The Company will conduct a conference call to discuss its results for the third quarter of 2009 tomorrow (Wednesday, November 4, 2009) at 10:00 a.m. CST. Individuals who wish to participate in the conference call should dial US/Canada (866) 433-0163 or International (706) 679-3976 approximately five to ten minutes prior to the scheduled start time of the call. The conference ID for this call is 36057438. The conference call and all questions and answers will be recorded and made available until December 4, 2009. To listen to the recording call (800) 642-1687 or (706) 645-9291 and enter conference ID 36057438. The conference call will be webcast live as well as for on-demand listening at the Company's web site, www.tescocorp.com. Listeners may access the call through the "Conference Calls" link in the Investor Relations section of the site.

Tesco Corporation is a global leader in the design, manufacture and service of technology based solutions for the upstream energy industry. The Company's strategy is to change the way people drill wells by delivering safer and more efficient solutions that add real value by reducing the costs of drilling for and producing oil and natural gas. TESCO(R) is a registered trademark in the United States and Canada. TESCO CASING DRILLING(R) is a registered mark in the United States. CASING DRILLING(R) is a registered mark in Canada and CASING DRILLING(TM) is a trademark in the United States.
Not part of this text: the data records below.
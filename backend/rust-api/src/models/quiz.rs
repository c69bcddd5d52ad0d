use serde::{Deserialize, Serialize};

#[derive(Debug, Clone, Copy, PartialEq, Eq, Serialize, Deserialize)]
#[serde(rename_all = "snake_case")]
pub enum QuizPhase {
    NotStarted,
    Answering,
    Feedback,
    Finished,
}

/// How an Answering phase ended
#[derive(Debug, Clone, Copy, PartialEq, Eq, Serialize, Deserialize)]
pub struct AnswerOutcome {
    pub question_index: usize,
    /// `None` when the countdown ran out
    pub selected: Option<usize>,
    pub correct: bool,
    pub correct_answer: usize,
    pub time_remaining: u32,
    pub points: u32,
}

impl AnswerOutcome {
    pub fn timed_out(&self) -> bool {
        self.selected.is_none()
    }
}

#[derive(Debug, Deserialize)]
pub struct StartQuizRequest {
    pub profile_id: String,
}

#[derive(Debug, Deserialize)]
pub struct SubmitQuizAnswerRequest {
    pub option_index: usize,
}

/// Question as shown to the player. The correct index and the explanation
/// are only revealed once the question has been answered or timed out.
#[derive(Debug, Clone, Serialize)]
pub struct QuestionView {
    pub id: String,
    pub question: String,
    pub options: Vec<String>,
    #[serde(skip_serializing_if = "Option::is_none")]
    pub correct_answer: Option<usize>,
    #[serde(skip_serializing_if = "Option::is_none")]
    pub explanation: Option<String>,
}

#[derive(Debug, Clone, Serialize)]
pub struct QuizSnapshot {
    pub session_id: String,
    pub profile_id: String,
    pub phase: QuizPhase,
    pub question_index: usize,
    pub total_questions: usize,
    pub time_remaining: u32,
    pub time_limit: u32,
    pub score: u32,
    pub question: Option<QuestionView>,
    pub last_answer: Option<AnswerOutcome>,
}

/// Result reported when a session reaches Finished
#[derive(Debug, Clone, PartialEq, Eq, Serialize)]
pub struct QuizSummary {
    pub session_id: String,
    pub profile_id: String,
    pub final_score: u32,
    pub correct_count: usize,
    pub total_questions: usize,
}
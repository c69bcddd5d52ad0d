use std::sync::Arc;

use axum::{
    http::{header, Method},
    middleware,
    routing::{delete, get, post},
    Router,
};
use tower_http::{cors::CorsLayer, trace::TraceLayer};

pub mod config;
pub mod handlers;
pub mod metrics;
pub mod middlewares;
pub mod models;
pub mod services;
pub mod utils;

pub use config::Config;
pub use services::AppState;

pub fn create_router(app_state: Arc<services::AppState>) -> Router {
    let cors = CorsLayer::new()
        .allow_methods([Method::GET, Method::POST, Method::DELETE, Method::OPTIONS])
        .allow_headers([header::AUTHORIZATION, header::CONTENT_TYPE])
        .allow_origin(tower_http::cors::Any);

    Router::new()
        .route("/health", get(handlers::health_check))
        // Metrics endpoint with Basic Auth protection
        .route(
            "/metrics",
            get(handlers::metrics_handler)
                .layer(middleware::from_fn(handlers::metrics_auth_middleware)),
        )
        .merge(content_routes())
        .merge(profile_routes())
        .merge(quiz_routes())
        .merge(leaderboard_routes())
        .merge(mentor_routes())
        .with_state(app_state)
        .layer(cors)
        .layer(middleware::from_fn(
            middlewares::metrics::metrics_middleware,
        ))
        .layer(middleware::from_fn(
            middlewares::trace::trace_context_middleware,
        ))
        .layer(TraceLayer::new_for_http())
}

fn content_routes() -> Router<Arc<services::AppState>> {
    Router::new()
        .route("/api/v1/content/scenarios", get(handlers::content::list_scenarios))
        .route("/api/v1/content/timeline", get(handlers::content::list_timeline))
        .route("/api/v1/content/badges", get(handlers::content::list_badges))
}

fn profile_routes() -> Router<Arc<services::AppState>> {
    Router::new()
        .route("/api/v1/profiles", post(handlers::profiles::create_profile))
        .route(
            "/api/v1/profiles/{id}",
            get(handlers::profiles::get_profile).delete(handlers::profiles::reset_profile),
        )
        .route("/api/v1/profiles/{id}/effects", post(handlers::profiles::apply_effect))
        .route(
            "/api/v1/profiles/{id}/scenarios/{scenario_id}/choices",
            post(handlers::profiles::choose_scenario_option),
        )
        .route("/api/v1/profiles/{id}/minigame", post(handlers::profiles::record_mini_game_win))
}

fn quiz_routes() -> Router<Arc<services::AppState>> {
    Router::new()
        .route("/api/v1/quiz", post(handlers::quiz::start_quiz))
        .route(
            "/api/v1/quiz/{id}",
            get(handlers::quiz::get_quiz).delete(handlers::quiz::discard_quiz),
        )
        .route("/api/v1/quiz/{id}/answers", post(handlers::quiz::submit_answer))
        .route("/api/v1/quiz/{id}/stream", get(handlers::sse::quiz_stream))
}

fn leaderboard_routes() -> Router<Arc<services::AppState>> {
    let admin = Router::new()
        .route("/api/v1/leaderboard/{track}/{key}", delete(handlers::leaderboard::delete_entry))
        .route_layer(middleware::from_fn(handlers::admin_auth_middleware));

    Router::new()
        .route("/api/v1/leaderboard", get(handlers::leaderboard::get_leaderboard))
        .merge(admin)
}

fn mentor_routes() -> Router<Arc<services::AppState>> {
    Router::new()
        .route("/api/v1/mentor/chats", post(handlers::mentor::create_chat))
        .route("/api/v1/mentor/chats/{id}", get(handlers::mentor::get_chat))
        .route("/api/v1/mentor/chats/{id}/messages", post(handlers::mentor::send_message))
}
use thiserror::Error;

/// 应用程序错误类型
#[derive(Debug, Error)]
pub enum AppError {
    /// 分类服务调用错误
    #[error("API错误: {0}")]
    Api(#[from] ApiError),
    /// 文件操作错误
    #[error("文件错误: {0}")]
    File(#[from] FileError),
    /// 配置错误
    #[error("配置错误: {0}")]
    Config(#[from] ConfigError),
    /// 其他错误
    #[error("错误: {0}")]
    Other(String),
}

/// 分类服务调用错误
///
/// `Display` 输出即为面向用户的提示信息，批量处理中的限流判断也基于它。
#[derive(Debug, Error)]
pub enum ApiError {
    /// 无法连接到分类服务（网络不通、超时、读取响应失败）
    #[error("{hint}")]
    Connectivity {
        endpoint: String,
        hint: String,
        reason: String,
    },
    /// 服务可达，但返回了非成功状态码或无法解析的响应
    #[error("{message}")]
    Remote {
        endpoint: String,
        status: u16,
        message: String,
    },
}

impl ApiError {
    /// HTTP 状态码（连接失败时没有）
    pub fn status(&self) -> Option<u16> {
        match self {
            ApiError::Connectivity { .. } => None,
            ApiError::Remote { status, .. } => Some(*status),
        }
    }

    /// 请求的端点
    pub fn endpoint(&self) -> &str {
        match self {
            ApiError::Connectivity { endpoint, .. } | ApiError::Remote { endpoint, .. } => endpoint,
        }
    }

    /// 面向用户的错误信息
    pub fn user_message(&self) -> String {
        self.to_string()
    }

    pub fn is_connectivity(&self) -> bool {
        matches!(self, ApiError::Connectivity { .. })
    }
}

/// 文件操作错误
#[derive(Debug, Error)]
pub enum FileError {
    /// 文件不存在
    #[error("文件不存在: {path}")]
    NotFound { path: String },
    /// 读取文件失败
    #[error("读取文件失败 ({path}): {source}")]
    ReadFailed {
        path: String,
        #[source]
        source: std::io::Error,
    },
}

/// 配置错误
#[derive(Debug, Error)]
pub enum ConfigError {
    /// 配置文件读取失败
    #[error("无法读取配置文件 {path}: {source}")]
    ReadFailed {
        path: String,
        #[source]
        source: std::io::Error,
    },
    /// TOML 解析失败
    #[error("TOML解析失败 ({path}): {source}")]
    TomlParseFailed {
        path: String,
        #[source]
        source: toml::de::Error,
    },
    /// 配置项取值非法
    #[error("配置项 {field} 非法: {reason}")]
    InvalidValue { field: String, reason: String },
}

// ========== 便捷构造函数 ==========

impl AppError {
    /// 创建文件读取错误
    pub fn file_read_failed(path: impl Into<String>, source: std::io::Error) -> Self {
        let path = path.into();
        if source.kind() == std::io::ErrorKind::NotFound {
            AppError::File(FileError::NotFound { path })
        } else {
            AppError::File(FileError::ReadFailed { path, source })
        }
    }
}

impl ApiError {
    /// 创建连接失败错误，附带后端地址提示
    pub fn connectivity(
        endpoint: impl Into<String>,
        base_url: &str,
        reason: impl std::fmt::Display,
    ) -> Self {
        ApiError::Connectivity {
            endpoint: endpoint.into(),
            hint: format!(
                "无法连接到分类服务，请确认后端正在 {} 运行",
                base_url
            ),
            reason: reason.to_string(),
        }
    }

    /// 创建服务端错误
    pub fn remote(endpoint: impl Into<String>, status: u16, message: impl Into<String>) -> Self {
        ApiError::Remote {
            endpoint: endpoint.into(),
            status,
            message: message.into(),
        }
    }
}

// ========== Result 类型别名 ==========

/// 应用程序结果类型
pub type AppResult<T> = Result<T, AppError>;
//! 编排层（Orchestration Layer）
//!
//! ## 模块划分
//!
//! ### `dashboard` - 仪表盘控制器
//! - 持有会话内的全部状态（历史、当前结果、错误、批量进度）
//! - 对展示层暴露提交命令和只读视图
//! - 批量运行期间拒绝单封提交
//!
//! ### `batch_processor` - 批量处理器
//! - 逐封顺序提交，固定间隔 + 限流冷却
//! - 单封失败隔离，进度通过 watch 通道发布
//! - 协作式取消
//!
//! ### `app` - 命令行应用
//! - 初始化客户端、输出进度、打印历史与统计
//!
//! ## 层次关系
//!
//! ```text
//! app
//!     ↓
//! dashboard ──→ workflow::SingleFlow (单封)
//!     ↓
//! batch_processor (Vec<String>)
//!     ↓
//! services (record_store / history_stats / email_loader)
//!     ↓
//! clients (EmailClassifier / ClassifierClient)
//! ```

pub mod app;
pub mod batch_processor;
pub mod dashboard;

pub use app::App;
pub use batch_processor::{BatchProcessor, DelayPolicy};
pub use dashboard::Dashboard;
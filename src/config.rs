use std::path::Path;
use std::time::Duration;

use regex::{Regex, RegexBuilder};
use serde::Deserialize;

use crate::error::ConfigError;
use crate::services::DEFAULT_MIN_LINE_LENGTH;

/// 默认的限流特征：HTTP 429、quota、limit（也覆盖葡语的 "limite"）
pub const DEFAULT_RATE_LIMIT_PATTERN: &str = "429|quota|limit";

/// 程序配置
#[derive(Clone, Debug, Deserialize, PartialEq)]
#[serde(default)]
pub struct Config {
    /// 分类服务地址
    pub api_base_url: String,
    /// 单次请求超时（秒）
    pub request_timeout_secs: u64,
    /// 批量处理时两封邮件之间的固定间隔（毫秒）
    pub inter_item_delay_ms: u64,
    /// 触发限流后额外等待的时间（毫秒）
    pub rate_limit_cooldown_ms: u64,
    /// 识别限流错误的正则（不区分大小写），匹配错误信息
    pub rate_limit_pattern: String,
    /// 批量文件中短于等于该长度的行会被丢弃
    pub min_line_length: usize,
    /// 是否显示详细日志
    pub verbose_logging: bool,
}

impl Default for Config {
    fn default() -> Self {
        Self {
            api_base_url: "http://localhost:8000".to_string(),
            request_timeout_secs: 60,
            inter_item_delay_ms: 2000,
            rate_limit_cooldown_ms: 5000,
            rate_limit_pattern: DEFAULT_RATE_LIMIT_PATTERN.to_string(),
            min_line_length: DEFAULT_MIN_LINE_LENGTH,
            verbose_logging: false,
        }
    }
}

impl Config {
    /// 只从环境变量读取（未设置的项使用默认值）
    pub fn from_env() -> Self {
        Self::default().with_overrides(|key| std::env::var(key).ok())
    }

    /// 读取 TOML 配置文件（可选），再用环境变量覆盖
    pub fn load(path: Option<&Path>) -> Result<Self, ConfigError> {
        let base = match path {
            Some(path) => Self::from_toml_file(path)?,
            None => Self::default(),
        };
        let config = base.with_overrides(|key| std::env::var(key).ok());
        config.validate()?;
        Ok(config)
    }

    /// 解析 TOML 配置文件，缺失的字段取默认值
    pub fn from_toml_file(path: &Path) -> Result<Self, ConfigError> {
        let content = std::fs::read_to_string(path).map_err(|source| ConfigError::ReadFailed {
            path: path.display().to_string(),
            source,
        })?;
        toml::from_str(&content).map_err(|source| ConfigError::TomlParseFailed {
            path: path.display().to_string(),
            source,
        })
    }

    /// 用 `lookup` 提供的值覆盖当前配置，无法解析的值会被忽略
    pub fn with_overrides(self, lookup: impl Fn(&str) -> Option<String>) -> Self {
        Self {
            api_base_url: lookup("FINMAIL_API_URL").unwrap_or(self.api_base_url),
            request_timeout_secs: lookup("FINMAIL_REQUEST_TIMEOUT_SECS")
                .and_then(|v| v.parse().ok())
                .unwrap_or(self.request_timeout_secs),
            inter_item_delay_ms: lookup("FINMAIL_INTER_ITEM_DELAY_MS")
                .and_then(|v| v.parse().ok())
                .unwrap_or(self.inter_item_delay_ms),
            rate_limit_cooldown_ms: lookup("FINMAIL_RATE_LIMIT_COOLDOWN_MS")
                .and_then(|v| v.parse().ok())
                .unwrap_or(self.rate_limit_cooldown_ms),
            rate_limit_pattern: lookup("FINMAIL_RATE_LIMIT_PATTERN")
                .unwrap_or(self.rate_limit_pattern),
            min_line_length: lookup("FINMAIL_MIN_LINE_LENGTH")
                .and_then(|v| v.parse().ok())
                .unwrap_or(self.min_line_length),
            verbose_logging: lookup("VERBOSE_LOGGING")
                .and_then(|v| v.parse().ok())
                .unwrap_or(self.verbose_logging),
        }
    }

    pub fn validate(&self) -> Result<(), ConfigError> {
        if self.api_base_url.trim().is_empty() {
            return Err(ConfigError::InvalidValue {
                field: "api_base_url".to_string(),
                reason: "不能为空".to_string(),
            });
        }
        if self.request_timeout_secs == 0 {
            return Err(ConfigError::InvalidValue {
                field: "request_timeout_secs".to_string(),
                reason: "必须大于 0".to_string(),
            });
        }
        self.rate_limit_regex()?;
        Ok(())
    }

    /// 编译限流特征正则
    pub fn rate_limit_regex(&self) -> Result<Regex, ConfigError> {
        RegexBuilder::new(&self.rate_limit_pattern)
            .case_insensitive(true)
            .build()
            .map_err(|e| ConfigError::InvalidValue {
                field: "rate_limit_pattern".to_string(),
                reason: e.to_string(),
            })
    }

    pub fn request_timeout(&self) -> Duration {
        Duration::from_secs(self.request_timeout_secs)
    }

    pub fn inter_item_delay(&self) -> Duration {
        Duration::from_millis(self.inter_item_delay_ms)
    }

    pub fn rate_limit_cooldown(&self) -> Duration {
        Duration::from_millis(self.rate_limit_cooldown_ms)
    }
}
Casing Drive System(TM), CDS(TM), Multiple Control Line Running System(TM) and MCLRS(TM) are trademarks in the United States and Canada.

    
    --------------
    1)  Net debt is calculated by subtracting cash and cash equivalents from
        the sum of long term debt plus the current portion of long term debt.

           Non-GAAP Measures - Adjusted EBITDA (as defined below)

                                 Quarter 3      Quarter 2  Nine Months Ended
                            ------------------- --------- -------------------
    (in millions of U.S. $)    2009      2008      2009   09/30/09  09/30/08
                            --------- --------- --------- --------- ---------
    Net (Loss) Income under
     U.S. GAAP               $  (0.3)  $  17.6   $  (3.6)  $   0.6   $  40.9
    Income Taxes                 1.5       6.4      (4.6)     (3.9)     13.9
    Depreciation and
     Amortization                9.1       8.4       9.0      27.4      24.5
    Net Interest (income)
     expense                    (0.3)      1.1       0.4       0.6       3.3
    Stock Compensation
     Expense - non-cash          0.3       1.4       1.2       3.0       4.6
    Impairment of Assets -
     non-cash                      -         -       1.8       1.8         -
                            --------- --------- --------- --------- ---------
    Adjusted EBITDA          $  10.3   $  34.9   $   4.2   $  29.5   $  87.2
                            --------- --------- --------- --------- ---------
                            --------- --------- --------- --------- ---------
    

Our management reports our financial statements in accordance with U.S. GAAP but evaluates Company performance based on non-GAAP measures, of which a primary performance measure is Adjusted EBITDA. Adjusted EBITDA consists of earnings (net income or loss) available to common stockholders before interest expense, income tax expense, non-cash stock compensation, non-cash impairments, depreciation and amortization and other non-cash items. This measure may not be comparable to similarly titled measures employed by other companies and is not a measure of performance calculated in accordance with GAAP. Adjusted EBITDA should not be considered in isolation or as substitutes for operating income, net income or loss, cash flows provided by operating, investing and financing activities, or other income or cash flow statement data prepared in accordance with GAAP.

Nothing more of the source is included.